* **Task**
Reproduce the records precisely. Every line should be included.
+++
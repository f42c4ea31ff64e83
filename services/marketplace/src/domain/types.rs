use std::path::PathBuf;

use chrono::{DateTime, Utc};
use rust_decimal::Decimal;
use uuid::Uuid;

use learnhub_domain::lecture::LectureKind;
use learnhub_domain::order::PaymentStatus;
use learnhub_domain::user::UserRole;

/// Picture assigned to accounts registered without one.
pub const DEFAULT_PROFILE_PICTURE: &str = "/uploads/default.jpeg";

/// Media folder for profile pictures and course images.
pub const IMAGE_FOLDER: &str = "lms-images";

/// Media folder for lecture content.
pub const CONTENT_FOLDER: &str = "lms-content";

// ── Users ────────────────────────────────────────────────────────────────────

#[derive(Debug, Clone, PartialEq, Eq)]
pub struct User {
    pub id: Uuid,
    pub name: String,
    pub email: String,
    pub password_hash: String,
    pub role: UserRole,
    pub bio: Option<String>,
    pub profile_picture: String,
    pub created_at: DateTime<Utc>,
    pub updated_at: DateTime<Utc>,
}

/// Registration payload. The role is decided by the repository inside the
/// same transaction that inserts the row.
#[derive(Debug, Clone)]
pub struct NewUser {
    pub id: Uuid,
    pub name: String,
    pub email: String,
    pub password_hash: String,
    pub bio: Option<String>,
    pub profile_picture: String,
    pub created_at: DateTime<Utc>,
}

#[derive(Debug, Clone, Default)]
pub struct UserPatch {
    pub name: Option<String>,
    pub email: Option<String>,
    pub bio: Option<String>,
    pub profile_picture: Option<String>,
}

impl UserPatch {
    pub fn is_empty(&self) -> bool {
        self.name.is_none()
            && self.email.is_none()
            && self.bio.is_none()
            && self.profile_picture.is_none()
    }
}

// ── Projections ──────────────────────────────────────────────────────────────

#[derive(Debug, Clone, PartialEq, Eq)]
pub struct UserRef {
    pub id: Uuid,
    pub name: String,
}

#[derive(Debug, Clone, PartialEq, Eq)]
pub struct InstructorRef {
    pub id: Uuid,
    pub name: String,
    pub email: String,
}

#[derive(Debug, Clone, PartialEq, Eq)]
pub struct CategoryRef {
    pub id: Uuid,
    pub name: String,
}

#[derive(Debug, Clone, PartialEq, Eq)]
pub struct CourseRef {
    pub id: Uuid,
    pub title: String,
}

#[derive(Debug, Clone, PartialEq, Eq)]
pub struct CourseBrief {
    pub id: Uuid,
    pub title: String,
    pub price: Decimal,
}

#[derive(Debug, Clone, PartialEq, Eq)]
pub struct SectionRef {
    pub id: Uuid,
    pub title: String,
}

#[derive(Debug, Clone, PartialEq, Eq)]
pub struct OrderRef {
    pub id: Uuid,
    pub user_id: Uuid,
}

// ── Categories ───────────────────────────────────────────────────────────────

#[derive(Debug, Clone, PartialEq, Eq)]
pub struct Category {
    pub id: Uuid,
    pub name: String,
    pub description: Option<String>,
    pub created_at: DateTime<Utc>,
    pub updated_at: DateTime<Utc>,
}

#[derive(Debug, Clone, PartialEq, Eq)]
pub struct CategoryDetail {
    pub category: Category,
    pub courses: Vec<CourseBrief>,
}

// ── Courses ──────────────────────────────────────────────────────────────────

#[derive(Debug, Clone, PartialEq)]
pub struct Course {
    pub id: Uuid,
    pub title: String,
    pub description: Option<String>,
    pub price: Decimal,
    pub is_paid: bool,
    pub image: String,
    pub average_rating: f64,
    pub number_of_reviews: i32,
    pub category_id: Uuid,
    pub instructor_id: Uuid,
    pub created_at: DateTime<Utc>,
    pub updated_at: DateTime<Utc>,
}

#[derive(Debug, Clone, PartialEq)]
pub struct CourseDetail {
    pub course: Course,
    pub category: Option<CategoryRef>,
    pub instructor: Option<InstructorRef>,
    pub sections: Vec<SectionRef>,
    pub orders: Vec<OrderRef>,
}

/// Rating fields of one course after a review write.
#[derive(Debug, Clone, Copy, PartialEq)]
pub struct CourseRating {
    pub course_id: Uuid,
    pub average_rating: f64,
    pub number_of_reviews: i32,
}

// ── Sections / lectures ──────────────────────────────────────────────────────

#[derive(Debug, Clone, PartialEq, Eq)]
pub struct Section {
    pub id: Uuid,
    pub title: String,
    pub description: Option<String>,
    pub course_id: Uuid,
    pub created_at: DateTime<Utc>,
    pub updated_at: DateTime<Utc>,
}

#[derive(Debug, Clone, PartialEq, Eq)]
pub struct SectionDetail {
    pub section: Section,
    pub course: Option<CourseRef>,
}

#[derive(Debug, Clone, PartialEq, Eq)]
pub struct Lecture {
    pub id: Uuid,
    pub title: String,
    pub content: Vec<String>,
    pub kind: LectureKind,
    pub section_id: Uuid,
    pub created_at: DateTime<Utc>,
    pub updated_at: DateTime<Utc>,
}

#[derive(Debug, Clone, PartialEq, Eq)]
pub struct LectureDetail {
    pub lecture: Lecture,
    pub section: Option<SectionRef>,
}

// ── Orders ───────────────────────────────────────────────────────────────────

#[derive(Debug, Clone, PartialEq, Eq)]
pub struct Order {
    pub id: Uuid,
    pub user_id: Uuid,
    pub course_id: Uuid,
    pub price: Decimal,
    pub payment_status: PaymentStatus,
    pub payment_session_id: String,
    pub created_at: DateTime<Utc>,
    pub updated_at: DateTime<Utc>,
}

#[derive(Debug, Clone, PartialEq, Eq)]
pub struct OrderDetail {
    pub order: Order,
    pub user: Option<UserRef>,
    pub course: Option<CourseRef>,
}

/// Hosted checkout to open for one course purchase.
#[derive(Debug, Clone, PartialEq, Eq)]
pub struct CheckoutRequest {
    pub course_id: Uuid,
    pub student_id: Uuid,
    pub product_name: String,
    pub product_description: Option<String>,
    /// Price in cents.
    pub unit_amount: i64,
    pub success_url: String,
    pub cancel_url: String,
}

#[derive(Debug, Clone, PartialEq, Eq)]
pub struct CheckoutSession {
    pub id: String,
    pub url: String,
}

/// Provider notification relevant to order state.
#[derive(Debug, Clone, PartialEq, Eq)]
pub struct PaymentEvent {
    pub session_id: String,
    pub status: PaymentStatus,
}

// ── Reviews ──────────────────────────────────────────────────────────────────

#[derive(Debug, Clone, PartialEq, Eq)]
pub struct Review {
    pub id: Uuid,
    pub user_id: Uuid,
    pub course_id: Uuid,
    pub rating: i16,
    pub comment: Option<String>,
    pub created_at: DateTime<Utc>,
    pub updated_at: DateTime<Utc>,
}

#[derive(Debug, Clone, Default)]
pub struct ReviewPatch {
    pub rating: Option<i16>,
    pub comment: Option<String>,
}

// ── Media ────────────────────────────────────────────────────────────────────

/// How the media store should treat an upload.
#[derive(Debug, Clone, Copy, PartialEq, Eq)]
pub enum ResourceType {
    Auto,
    Video,
}

impl ResourceType {
    pub fn as_str(self) -> &'static str {
        match self {
            Self::Auto => "auto",
            Self::Video => "video",
        }
    }

    pub fn for_mime(mime: &str) -> Self {
        if mime.starts_with("video/") {
            Self::Video
        } else {
            Self::Auto
        }
    }
}

/// A multipart file written to the upload directory.
///
/// The file is removed when the value is dropped, whether or not the upload
/// to the media store succeeded.
#[derive(Debug)]
pub struct StagedFile {
    pub path: PathBuf,
    pub file_name: String,
    pub content_type: String,
}

impl Drop for StagedFile {
    fn drop(&mut self) {
        if let Err(e) = std::fs::remove_file(&self.path) {
            if e.kind() != std::io::ErrorKind::NotFound {
                tracing::warn!(path = %self.path.display(), error = %e, "failed to remove staged file");
            }
        }
    }
}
+++
* **Task response**
repository f42c4ea31ff64e83
filename services/marketplace/src/domain/types.rs
use std::path::PathBuf;

use chrono::{DateTime, Utc};
use rust_decimal::Decimal;
use uuid::Uuid;

use learnhub_domain::lecture::LectureKind;
use learnhub_domain::order::PaymentStatus;
use learnhub_domain::user::UserRole;

/// Picture assigned to accounts registered without one.
pub const DEFAULT_PROFILE_PICTURE: &str = "/uploads/default.jpeg";

/// Media folder for profile pictures and course images.
pub const IMAGE_FOLDER: &str = "lms-images";

/// Media folder for lecture content.
pub const CONTENT_FOLDER: &str = "lms-content";

// ── Users ────────────────────────────────────────────────────────────────────

#[derive(Debug, Clone, PartialEq, Eq)]
pub struct User {
    pub id: Uuid,
    pub name: String,
    pub email: String,
    pub password_hash: String,
    pub role: UserRole,
    pub bio: Option<String>,
    pub profile_picture: String,
    pub created_at: DateTime<Utc>,
    pub updated_at: DateTime<Utc>,
}

/// Registration payload. The role is decided by the repository inside the
/// same transaction that inserts the row.
#[derive(Debug, Clone)]
pub struct NewUser {
    pub id: Uuid,
    pub name: String,
    pub email: String,
    pub password_hash: String,
    pub bio: Option<String>,
    pub profile_picture: String,
    pub created_at: DateTime<Utc>,
}

#[derive(Debug, Clone, Default)]
pub struct UserPatch {
    pub name: Option<String>,
    pub email: Option<String>,
    pub bio: Option<String>,
    pub profile_picture: Option<String>,
}

impl UserPatch {
    pub fn is_empty(&self) -> bool {
        self.name.is_none()
            && self.email.is_none()
            && self.bio.is_none()
            && self.profile_picture.is_none()
    }
}

// ── Projections ──────────────────────────────────────────────────────────────

#[derive(Debug, Clone, PartialEq, Eq)]
pub struct UserRef {
    pub id: Uuid,
    pub name: String,
}

#[derive(Debug, Clone, PartialEq, Eq)]
pub struct InstructorRef {
    pub id: Uuid,
    pub name: String,
    pub email: String,
}

#[derive(Debug, Clone, PartialEq, Eq)]
pub struct CategoryRef {
    pub id: Uuid,
    pub name: String,
}

#[derive(Debug, Clone, PartialEq, Eq)]
pub struct CourseRef {
    pub id: Uuid,
    pub title: String,
}

#[derive(Debug, Clone, PartialEq, Eq)]
pub struct CourseBrief {
    pub id: Uuid,
    pub title: String,
    pub price: Decimal,
}

#[derive(Debug, Clone, PartialEq, Eq)]
pub struct SectionRef {
    pub id: Uuid,
    pub title: String,
}

#[derive(Debug, Clone, PartialEq, Eq)]
pub struct OrderRef {
    pub id: Uuid,
    pub user_id: Uuid,
}

// ── Categories ───────────────────────────────────────────────────────────────

#[derive(Debug, Clone, PartialEq, Eq)]
pub struct Category {
    pub id: Uuid,
    pub name: String,
    pub description: Option<String>,
    pub created_at: DateTime<Utc>,
    pub updated_at: DateTime<Utc>,
}

#[derive(Debug, Clone, PartialEq, Eq)]
pub struct CategoryDetail {
    pub category: Category,
    pub courses: Vec<CourseBrief>,
}

// ── Courses ──────────────────────────────────────────────────────────────────

#[derive(Debug, Clone, PartialEq)]
pub struct Course {
    pub id: Uuid,
    pub title: String,
    pub description: Option<String>,
    pub price: Decimal,
    pub is_paid: bool,
    pub image: String,
    pub average_rating: f64,
    pub number_of_reviews: i32,
    pub category_id: Uuid,
    pub instructor_id: Uuid,
    pub created_at: DateTime<Utc>,
    pub updated_at: DateTime<Utc>,
}

#[derive(Debug, Clone, PartialEq)]
pub struct CourseDetail {
    pub course: Course,
    pub category: Option<CategoryRef>,
    pub instructor: Option<InstructorRef>,
    pub sections: Vec<SectionRef>,
    pub orders: Vec<OrderRef>,
}

/// Rating fields of one course after a review write.
#[derive(Debug, Clone, Copy, PartialEq)]
pub struct CourseRating {
    pub course_id: Uuid,
    pub average_rating: f64,
    pub number_of_reviews: i32,
}

// ── Sections / lectures ──────────────────────────────────────────────────────

#[derive(Debug, Clone, PartialEq, Eq)]
pub struct Section {
    pub id: Uuid,
    pub title: String,
    pub description: Option<String>,
    pub course_id: Uuid,
    pub created_at: DateTime<Utc>,
    pub updated_at: DateTime<Utc>,
}

#[derive(Debug, Clone, PartialEq, Eq)]
pub struct SectionDetail {
    pub section: Section,
    pub course: Option<CourseRef>,
}

#[derive(Debug, Clone, PartialEq, Eq)]
pub struct Lecture {
    pub id: Uuid,
    pub title: String,
    pub content: Vec<String>,
    pub kind: LectureKind,
    pub section_id: Uuid,
    pub created_at: DateTime<Utc>,
    pub updated_at: DateTime<Utc>,
}

#[derive(Debug, Clone, PartialEq, Eq)]
pub struct LectureDetail {
    pub lecture: Lecture,
    pub section: Option<SectionRef>,
}

// ── Orders ───────────────────────────────────────────────────────────────────

#[derive(Debug, Clone, PartialEq, Eq)]
pub struct Order {
    pub id: Uuid,
    pub user_id: Uuid,
    pub course_id: Uuid,
    pub price: Decimal,
    pub payment_status: PaymentStatus,
    pub payment_session_id: String,
    pub created_at: DateTime<Utc>,
    pub updated_at: DateTime<Utc>,
}

#[derive(Debug, Clone, PartialEq, Eq)]
pub struct OrderDetail {
    pub order: Order,
    pub user: Option<UserRef>,
    pub course: Option<CourseRef>,
}

/// Hosted checkout to open for one course purchase.
#[derive(Debug, Clone, PartialEq, Eq)]
pub struct CheckoutRequest {
    pub course_id: Uuid,
    pub student_id: Uuid,
    pub product_name: String,
    pub product_description: Option<String>,
    /// Price in cents.
    pub unit_amount: i64,
    pub success_url: String,
    pub cancel_url: String,
}

#[derive(Debug, Clone, PartialEq, Eq)]
pub struct CheckoutSession {
    pub id: String,
    pub url: String,
}

/// Provider notification relevant to order state.
#[derive(Debug, Clone, PartialEq, Eq)]
pub struct PaymentEvent {
    pub session_id: String,
    pub status: PaymentStatus,
}

// ── Reviews ──────────────────────────────────────────────────────────────────

#[derive(Debug, Clone, PartialEq, Eq)]
pub struct Review {
    pub id: Uuid,
    pub user_id: Uuid,
    pub course_id: Uuid,
    pub rating: i16,
    pub comment: Option<String>,
    pub created_at: DateTime<Utc>,
    pub updated_at: DateTime<Utc>,
}

#[derive(Debug, Clone, Default)]
pub struct ReviewPatch {
    pub rating: Option<i16>,
    pub comment: Option<String>,
}

// ── Media ────────────────────────────────────────────────────────────────────

/// How the media store should treat an upload.
#[derive(Debug, Clone, Copy, PartialEq, Eq)]
pub enum ResourceType {
    Auto,
    Video,
}

impl ResourceType {
    pub fn as_str(self) -> &'static str {
        match self {
            Self::Auto => "auto",
            Self::Video => "video",
        }
    }

    pub fn for_mime(mime: &str) -> Self {
        if mime.starts_with("video/") {
            Self::Video
        } else {
            Self::Auto
        }
    }
}

/// A multipart file written to the upload directory.
///
/// The file is removed when the value is dropped, whether or not the upload
/// to the media store succeeded.
#[derive(Debug)]
pub struct StagedFile {
    pub path: PathBuf,
    pub file_name: String,
    pub content_type: String,
}

impl Drop for StagedFile {
    fn drop(&mut self) {
        if let Err(e) = std::fs::remove_file(&self.path) {
            if e.kind() != std::io::ErrorKind::NotFound {
                tracing::warn!(path = %self.path.display(), error = %e, "failed to remove staged file");
            }
        }
    }
}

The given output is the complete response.